> **What is needed**
In the material below, find every line containing "display" and copy that line.

> **Data**

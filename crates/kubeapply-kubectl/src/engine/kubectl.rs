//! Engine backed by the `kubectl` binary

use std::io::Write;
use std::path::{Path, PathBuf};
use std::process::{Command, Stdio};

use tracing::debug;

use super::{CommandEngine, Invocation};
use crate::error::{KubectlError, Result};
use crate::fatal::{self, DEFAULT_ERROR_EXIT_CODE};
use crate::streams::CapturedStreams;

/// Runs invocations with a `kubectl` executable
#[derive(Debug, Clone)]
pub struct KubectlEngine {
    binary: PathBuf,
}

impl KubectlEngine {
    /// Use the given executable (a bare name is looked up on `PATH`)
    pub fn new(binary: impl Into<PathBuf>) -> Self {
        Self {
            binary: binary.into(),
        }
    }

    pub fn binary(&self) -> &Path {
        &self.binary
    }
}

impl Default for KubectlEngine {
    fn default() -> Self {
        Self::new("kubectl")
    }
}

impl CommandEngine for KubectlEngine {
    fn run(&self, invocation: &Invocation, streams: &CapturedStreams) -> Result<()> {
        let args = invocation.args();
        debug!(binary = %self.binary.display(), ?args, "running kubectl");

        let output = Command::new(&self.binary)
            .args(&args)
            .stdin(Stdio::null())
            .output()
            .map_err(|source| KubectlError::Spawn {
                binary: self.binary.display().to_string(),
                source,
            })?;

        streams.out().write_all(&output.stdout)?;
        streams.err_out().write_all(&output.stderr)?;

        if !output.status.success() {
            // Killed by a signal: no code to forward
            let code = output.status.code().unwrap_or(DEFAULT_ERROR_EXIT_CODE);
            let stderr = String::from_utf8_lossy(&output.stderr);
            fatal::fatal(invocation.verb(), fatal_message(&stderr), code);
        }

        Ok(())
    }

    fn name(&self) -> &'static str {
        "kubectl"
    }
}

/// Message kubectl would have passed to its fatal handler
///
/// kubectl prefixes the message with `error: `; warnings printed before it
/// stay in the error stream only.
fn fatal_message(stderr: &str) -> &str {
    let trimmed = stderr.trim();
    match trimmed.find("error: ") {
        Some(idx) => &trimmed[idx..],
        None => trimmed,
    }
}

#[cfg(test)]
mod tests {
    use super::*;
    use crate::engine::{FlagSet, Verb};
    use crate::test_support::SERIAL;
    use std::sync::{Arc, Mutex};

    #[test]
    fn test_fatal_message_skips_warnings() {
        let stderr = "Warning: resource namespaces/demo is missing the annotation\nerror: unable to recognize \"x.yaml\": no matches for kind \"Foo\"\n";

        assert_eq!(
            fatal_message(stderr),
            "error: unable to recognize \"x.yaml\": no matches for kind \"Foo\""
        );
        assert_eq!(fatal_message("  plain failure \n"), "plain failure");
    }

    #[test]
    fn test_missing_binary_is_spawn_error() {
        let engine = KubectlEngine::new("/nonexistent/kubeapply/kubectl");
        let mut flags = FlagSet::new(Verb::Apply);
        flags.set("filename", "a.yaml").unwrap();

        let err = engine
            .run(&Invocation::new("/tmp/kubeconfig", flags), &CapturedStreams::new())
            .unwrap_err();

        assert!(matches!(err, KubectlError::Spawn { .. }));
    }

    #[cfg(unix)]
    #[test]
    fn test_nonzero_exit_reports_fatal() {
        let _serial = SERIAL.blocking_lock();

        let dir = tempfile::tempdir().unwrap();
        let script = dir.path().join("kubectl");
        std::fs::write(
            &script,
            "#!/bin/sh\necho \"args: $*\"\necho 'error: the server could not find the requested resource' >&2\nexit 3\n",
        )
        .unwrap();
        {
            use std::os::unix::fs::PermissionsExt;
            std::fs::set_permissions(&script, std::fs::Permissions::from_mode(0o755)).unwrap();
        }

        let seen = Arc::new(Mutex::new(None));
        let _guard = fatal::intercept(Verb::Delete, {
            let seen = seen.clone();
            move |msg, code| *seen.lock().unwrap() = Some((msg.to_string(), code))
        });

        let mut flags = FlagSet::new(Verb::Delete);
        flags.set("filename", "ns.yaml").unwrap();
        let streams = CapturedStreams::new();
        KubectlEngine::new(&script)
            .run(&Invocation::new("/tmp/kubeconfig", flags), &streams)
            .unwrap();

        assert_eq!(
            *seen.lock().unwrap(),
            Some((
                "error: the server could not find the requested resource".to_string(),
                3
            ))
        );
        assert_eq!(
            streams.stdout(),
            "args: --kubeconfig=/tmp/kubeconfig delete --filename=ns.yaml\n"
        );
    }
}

==

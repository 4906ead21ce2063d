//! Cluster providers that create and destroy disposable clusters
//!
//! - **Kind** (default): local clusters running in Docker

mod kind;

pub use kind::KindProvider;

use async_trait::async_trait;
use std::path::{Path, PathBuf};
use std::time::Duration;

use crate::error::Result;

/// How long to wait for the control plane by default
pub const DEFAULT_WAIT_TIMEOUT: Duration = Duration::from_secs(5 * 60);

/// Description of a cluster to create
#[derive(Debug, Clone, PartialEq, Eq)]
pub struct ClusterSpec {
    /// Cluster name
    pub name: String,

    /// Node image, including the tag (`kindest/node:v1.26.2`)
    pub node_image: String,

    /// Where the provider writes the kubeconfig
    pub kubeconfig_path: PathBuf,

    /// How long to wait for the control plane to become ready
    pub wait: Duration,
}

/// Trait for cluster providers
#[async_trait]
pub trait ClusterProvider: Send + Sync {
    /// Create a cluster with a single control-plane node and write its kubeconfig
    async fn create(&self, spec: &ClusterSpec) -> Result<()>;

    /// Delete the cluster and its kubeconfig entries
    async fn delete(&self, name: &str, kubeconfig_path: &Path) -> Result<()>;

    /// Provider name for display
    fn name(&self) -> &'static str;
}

> **Answer space**
        debug!(binary = %self.binary.display(), ?args, "running kubectl");
                binary: self.binary.display().to_string(),
    /// Provider name for display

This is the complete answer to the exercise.